The recently completed START (STents And Radiation Therapy) trial of the Beta-Cath system demonstrated that the incidence of restenosis was 36 percent to 66 percent lower in patients treated with the system when compared to placebo. The START trial was conducted at 50 sites, including Duke, under the direction of Brigham and Women's Hospital in Boston. The Beta-Cath system was developed by Novoste Corp., Norcross, Ga.

The Beta-Cath system uses strontium-90 as its source of beta radiation, while the Checkmate system uses iridium-192 as its source of gamma radiation. The Checkmate system, developed by Cordis Corp., of Miami, was shown in the recently completed Gamma I trial to have 41 percent fewer instances of restenosis when compared to placebo. The Gamma I trial was conducted at 12 hospitals, including Duke, under the direction of Washington Hospital Center in Washington. To date, the two types of systems have not been compared to each other in a clinical trial.

"In both systems, the radiation is caused by the slow disintegration of the source elements, and from the patients' perspective, it doesn't really matter which source is used," Shafman said.

The radiation is applied after the balloon angioplasty device is withdrawn from the patient. A slender hollow tube is inserted through the artery to the site of treatment. Once at the site, small seeds of radiation are sent through the tube to the area to be treated. At no time does the solution leave the device and come into contact with tissue, Sketch said, and the radiation only travels a short distance from its source.

For a beta procedure, the radiation remains in the patient for about three to five minutes, while the gamma approach requires about 20 minutes. When gamma radiation is used, physicians and technicians must remain behind a lead shield during treatment.

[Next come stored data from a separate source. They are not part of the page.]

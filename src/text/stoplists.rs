// Stopword resources: one language list plus two domain stoplists.
//
// The domain lists are line-delimited UTF-8 files, one token per line:
// a "course prefix" list (department codes that leak into descriptions)
// and an "other noise words" list (catalog boilerplate).

use std::collections::HashSet;
use std::fs;
use std::path::Path;

use crate::error::{PipelineError, Result};

/// The three token lists consulted during normalization.
#[derive(Debug, Clone)]
pub struct Stoplists {
    /// Language stopwords ("the", "and", ...).
    pub language: HashSet<String>,
    /// Department/course prefixes ("cs", "engl", ...).
    pub course_prefixes: HashSet<String>,
    /// Catalog boilerplate ("prerequisite", "semester", ...).
    pub other_words: HashSet<String>,
}

impl Stoplists {
    /// Load the domain stoplists from `dir/course_prefixes.txt` and
    /// `dir/other_words.txt`; the language list comes from the
    /// `stop-words` crate.
    pub fn load(dir: &Path) -> Result<Self> {
        Ok(Self {
            language: english_stopwords(),
            course_prefixes: read_list(&dir.join("course_prefixes.txt"))?,
            other_words: read_list(&dir.join("other_words.txt"))?,
        })
    }

    /// Build stoplists from in-memory token lists. Used by tests and by
    /// embedders that supply their own resources.
    pub fn from_parts<I, J>(course_prefixes: I, other_words: J) -> Self
    where
        I: IntoIterator<Item = String>,
        J: IntoIterator<Item = String>,
    {
        Self {
            language: english_stopwords(),
            course_prefixes: course_prefixes.into_iter().collect(),
            other_words: other_words.into_iter().collect(),
        }
    }
}

fn english_stopwords() -> HashSet<String> {
    stop_words::get(stop_words::LANGUAGE::English)
        .into_iter()
        .collect()
}

fn read_list(path: &Path) -> Result<HashSet<String>> {
    let contents = fs::read_to_string(path).map_err(|source| PipelineError::StoplistUnreadable {
        path: path.to_path_buf(),
        source,
    })?;
    Ok(contents
        .lines()
        .map(str::trim)
        .filter(|line| !line.is_empty())
        .map(str::to_string)
        .collect())
}
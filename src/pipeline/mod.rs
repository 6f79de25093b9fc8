// The clustering pipeline: a single-threaded, strictly staged batch.
//
// normalization → vectorization → clustering → ranking → association
// run in fixed order; each stage consumes the complete output of the
// previous one. All data is in-memory: corpus, stoplists and maps are
// supplied by collaborators before the run, results are returned as
// values.

pub mod sweep;

use tracing::info;

use crate::cluster::Kmeans;
use crate::config::ClusterConfig;
use crate::error::{PipelineError, Result};
use crate::features::{FeatureMatrix, FittedVectorizer, TfidfVectorizer};
use crate::ranking::{
    self, CourseProgramMap, InterestCluster, ProgramCatalog, WordCourseMap,
};
use crate::text::{Stoplists, TextNormalizer};

/// One corpus record: a free-text description and its program label.
#[derive(Debug, Clone)]
pub struct CourseRecord {
    pub description: String,
    pub program: String,
}

/// Everything the production run hands back to reporting collaborators.
#[derive(Debug)]
pub struct PipelineOutput {
    /// Interest clusters ordered by id.
    pub clusters: Vec<InterestCluster>,
    /// Per-document cluster assignment, in input order.
    pub labels: Vec<usize>,
    /// k × |vocabulary| centroid table, for visualization collaborators.
    pub centroids: Vec<Vec<f64>>,
    /// The fitted vocabulary backing the centroid columns.
    pub vocabulary: Vec<String>,
}

/// Normalize and vectorize the corpus. Shared by the production run and
/// the diagnostic sweep so both see identical features.
pub fn prepare(
    records: &[CourseRecord],
    stoplists: &Stoplists,
    config: &ClusterConfig,
) -> Result<(FittedVectorizer, FeatureMatrix)> {
    if records.is_empty() {
        return Err(PipelineError::EmptyCorpus);
    }

    let normalizer =
        TextNormalizer::new(stoplists.clone()).with_stemming(config.stemming);
    let raw: Vec<String> = records.iter().map(|r| r.description.clone()).collect();
    let normalized = normalizer.normalize_corpus(&raw);
    info!(documents = normalized.len(), "Corpus normalized");

    let vectorizer = TfidfVectorizer::new(config.min_df, config.max_df);
    let (fitted, matrix) = vectorizer.fit_transform(&normalized)?;
    info!(
        documents = matrix.n_docs(),
        terms = matrix.n_terms(),
        "Feature matrix built"
    );
    Ok((fitted, matrix))
}

/// Run the full production pipeline at the configured cluster count.
pub fn run(
    records: &[CourseRecord],
    stoplists: &Stoplists,
    word_course: &WordCourseMap,
    course_program: &CourseProgramMap,
    config: &ClusterConfig,
) -> Result<PipelineOutput> {
    config.validate()?;
    let (fitted, matrix) = prepare(records, stoplists, config)?;

    let kmeans = Kmeans {
        n_clusters: config.k,
        n_restarts: config.n_restarts,
        max_iter: config.max_iter,
        tol: config.tol,
        seed: config.seed,
    };
    let fit = kmeans.fit(matrix.rows())?;
    info!(
        k = config.k,
        inertia = fit.inertia,
        iterations = fit.n_iter,
        "Clustering converged"
    );

    let ranked = ranking::top_terms_per_cluster(
        &matrix,
        &fit.labels,
        fitted.vocabulary(),
        config.k,
        config.n_feats,
    )?;

    // The catalog is the distinct set of program labels in the corpus
    let catalog: ProgramCatalog = records.iter().map(|r| r.program.clone()).collect();

    let mut clusters: Vec<InterestCluster> = ranked
        .into_iter()
        .enumerate()
        .map(|(id, terms)| {
            InterestCluster::new(id, terms.into_iter().map(|t| t.term).collect(), &catalog)
        })
        .collect();

    ranking::interest::associate_programs(&mut clusters, word_course, course_program);
    ranking::interest::finalize_rankings(&mut clusters);
    info!(clusters = clusters.len(), programs = catalog.len(), "Programs ranked");

    Ok(PipelineOutput {
        clusters,
        labels: fit.labels,
        centroids: fit.centroids,
        vocabulary: fitted.vocabulary().to_vec(),
    })
}
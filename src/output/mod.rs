// Output formatting: terminal display and collaborator exports.

pub mod centroids;
pub mod terminal;
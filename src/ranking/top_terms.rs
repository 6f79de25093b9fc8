// Term ranking: each cluster's top defining terms.
//
// The defining terms of a cluster are the vocabulary columns with the
// highest mean TF-IDF weight across the cluster's member documents.

use crate::error::{PipelineError, Result};
use crate::features::FeatureMatrix;

/// A vocabulary term with its cluster-mean weight.
#[derive(Debug, Clone, PartialEq)]
pub struct RankedTerm {
    pub term: String,
    /// Column index in the fitted vocabulary.
    pub index: usize,
    /// Mean TF-IDF weight across the cluster's members.
    pub score: f64,
}

/// Compute the `n_feats` top terms for every cluster label in `[0, k)`.
///
/// Terms are ordered by descending mean weight; ties break on ascending
/// vocabulary index, so the ranking is stable and deterministic. A
/// cluster with no members yields an empty list, not an error.
pub fn top_terms_per_cluster(
    matrix: &FeatureMatrix,
    labels: &[usize],
    vocabulary: &[String],
    k: usize,
    n_feats: usize,
) -> Result<Vec<Vec<RankedTerm>>> {
    if n_feats == 0 {
        return Err(PipelineError::InvalidConfig {
            name: "n_feats",
            message: "must be at least 1".to_string(),
        });
    }
    debug_assert_eq!(matrix.n_docs(), labels.len());
    debug_assert_eq!(matrix.n_terms(), vocabulary.len());

    let mut result = Vec::with_capacity(k);
    for label in 0..k {
        let members: Vec<&Vec<f64>> = matrix
            .rows()
            .iter()
            .zip(labels.iter())
            .filter(|(_, &l)| l == label)
            .map(|(row, _)| row)
            .collect();

        if members.is_empty() {
            result.push(Vec::new());
            continue;
        }

        let mut means = vec![0.0; vocabulary.len()];
        for row in &members {
            for (m, w) in means.iter_mut().zip(row.iter()) {
                *m += w;
            }
        }
        for m in &mut means {
            *m /= members.len() as f64;
        }

        let mut order: Vec<usize> = (0..vocabulary.len()).collect();
        order.sort_by(|&a, &b| {
            means[b]
                .partial_cmp(&means[a])
                .unwrap_or(std::cmp::Ordering::Equal)
                .then(a.cmp(&b))
        });

        result.push(
            order
                .into_iter()
                .take(n_feats)
                .map(|index| RankedTerm {
                    term: vocabulary[index].clone(),
                    index,
                    score: means[index],
                })
                .collect(),
        );
    }
    Ok(result)
}
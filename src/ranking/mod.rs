// Per-cluster term ranking and program association.

pub mod interest;
pub mod top_terms;

use std::collections::{BTreeSet, HashMap};

pub use interest::{InterestCluster, ProgramScore};
pub use top_terms::{top_terms_per_cluster, RankedTerm};

/// The distinct program names observed across the corpus. Ordered so
/// that zero-initialized ranking maps iterate deterministically.
pub type ProgramCatalog = BTreeSet<String>;

/// word → course identifiers containing that word.
pub type WordCourseMap = HashMap<String, BTreeSet<String>>;

/// course identifier → program names offering that course.
pub type CourseProgramMap = HashMap<String, BTreeSet<String>>;
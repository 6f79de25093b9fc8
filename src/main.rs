use std::fs::File;
use std::path::PathBuf;

use anyhow::Result;
use clap::{Parser, Subcommand};
use colored::Colorize;
use tracing::info;

use prospectus::config::Config;
use prospectus::{ingest, output, pipeline};

/// Prospectus: interest clustering for course catalogs.
///
/// Groups course descriptions into interest clusters by their salient
/// vocabulary and ranks the academic programs associated with each
/// cluster.
#[derive(Parser)]
#[command(name = "prospectus", version, about)]
struct Cli {
    /// Course catalog CSV ("Description" and "Program" columns)
    #[arg(long, global = true)]
    input: Option<String>,

    /// Directory with course_prefixes.txt and other_words.txt
    #[arg(long, global = true)]
    stopwords_dir: Option<PathBuf>,

    #[command(subcommand)]
    command: Commands,
}

#[derive(Subcommand)]
enum Commands {
    /// Run the production pipeline at a fixed cluster count
    Cluster {
        /// Number of interest clusters
        #[arg(long)]
        k: Option<usize>,

        /// Top defining terms per cluster
        #[arg(long)]
        n_feats: Option<usize>,

        /// JSON word → [course id] map
        #[arg(long)]
        word_courses: Option<String>,

        /// JSON course id → [program name] map
        #[arg(long)]
        course_programs: Option<String>,

        /// Apply Snowball stemming before lemmatization
        #[arg(long)]
        stemming: bool,

        /// Write the interest clusters as JSON
        #[arg(long)]
        json: Option<PathBuf>,

        /// Write the centroid table as CSV for visualization tooling
        #[arg(long)]
        centroids: Option<PathBuf>,
    },

    /// Diagnostic silhouette sweep over candidate cluster counts
    Sweep {
        /// Largest candidate k
        #[arg(long)]
        max_k: Option<usize>,

        /// Stride between candidates, starting at k = 2
        #[arg(long)]
        stride: Option<usize>,
    },
}

fn main() -> Result<()> {
    // Load .env file if present (silently ignore if missing)
    let _ = dotenvy::dotenv();

    // Set up structured logging
    tracing_subscriber::fmt()
        .with_env_filter(
            tracing_subscriber::EnvFilter::try_from_default_env()
                .unwrap_or_else(|_| tracing_subscriber::EnvFilter::new("prospectus=info")),
        )
        .init();

    let cli = Cli::parse();
    let mut config = Config::load()?;
    if let Some(input) = cli.input {
        config.catalog_path = input;
    }
    if let Some(dir) = cli.stopwords_dir {
        config.stopwords_dir = dir;
    }

    match cli.command {
        Commands::Cluster {
            k,
            n_feats,
            word_courses,
            course_programs,
            stemming,
            json,
            centroids,
        } => {
            if let Some(k) = k {
                config.cluster.k = k;
            }
            if let Some(n_feats) = n_feats {
                config.cluster.n_feats = n_feats;
            }
            if stemming {
                config.cluster.stemming = true;
            }
            if let Some(path) = word_courses {
                config.word_course_path = path;
            }
            if let Some(path) = course_programs {
                config.course_program_path = path;
            }

            let records = ingest::load_catalog(config.catalog_path.as_ref())?;
            let stoplists = prospectus::text::Stoplists::load(&config.stopwords_dir)?;
            let word_course = ingest::load_word_course_map(config.word_course_path.as_ref())?;
            let course_program =
                ingest::load_course_program_map(config.course_program_path.as_ref())?;

            println!(
                "Clustering {} course descriptions into {} interest clusters...",
                records.len(),
                config.cluster.k
            );

            let result = pipeline::run(
                &records,
                &stoplists,
                &word_course,
                &course_program,
                &config.cluster,
            )?;

            output::terminal::display_clusters(&result.clusters, records.len());

            if let Some(path) = json {
                serde_json::to_writer_pretty(File::create(&path)?, &result.clusters)?;
                info!(path = %path.display(), "Cluster JSON written");
                println!("{}", format!("Clusters saved to: {}", path.display()).bold());
            }
            if let Some(path) = centroids {
                output::centroids::write_csv(&path, &result.centroids, &result.vocabulary)?;
                println!(
                    "{}",
                    format!("Centroid table saved to: {}", path.display()).bold()
                );
            }
        }

        Commands::Sweep { max_k, stride } => {
            if let Some(max_k) = max_k {
                config.sweep.max_k = max_k;
            }
            if let Some(stride) = stride {
                config.sweep.stride = stride;
            }

            let records = ingest::load_catalog(config.catalog_path.as_ref())?;
            let stoplists = prospectus::text::Stoplists::load(&config.stopwords_dir)?;

            println!(
                "Sweeping candidate cluster counts 2..={} (stride {})...",
                config.sweep.max_k, config.sweep.stride
            );

            let report =
                pipeline::sweep::run(&records, &stoplists, &config.cluster, &config.sweep)?;
            output::terminal::display_sweep(&report);
        }
    }

    Ok(())
}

There are many factors that cardiologists use when determining which approach to use, one of the most important being the size of the lesion, or area of treatment. The Beta-Cath system is approved for lesions up to 20 millimeters long, while Checkmate is approval for lesions up to 45 millimeters.

"The important thing for heart patients at Duke is that we have at our disposal the latest techniques and technologies for treating heart disease," Sketch said. "We should be able to make a great impact in the outcome of our patients. With both systems here at Duke, we can evaluate which one is the best for each individual patient."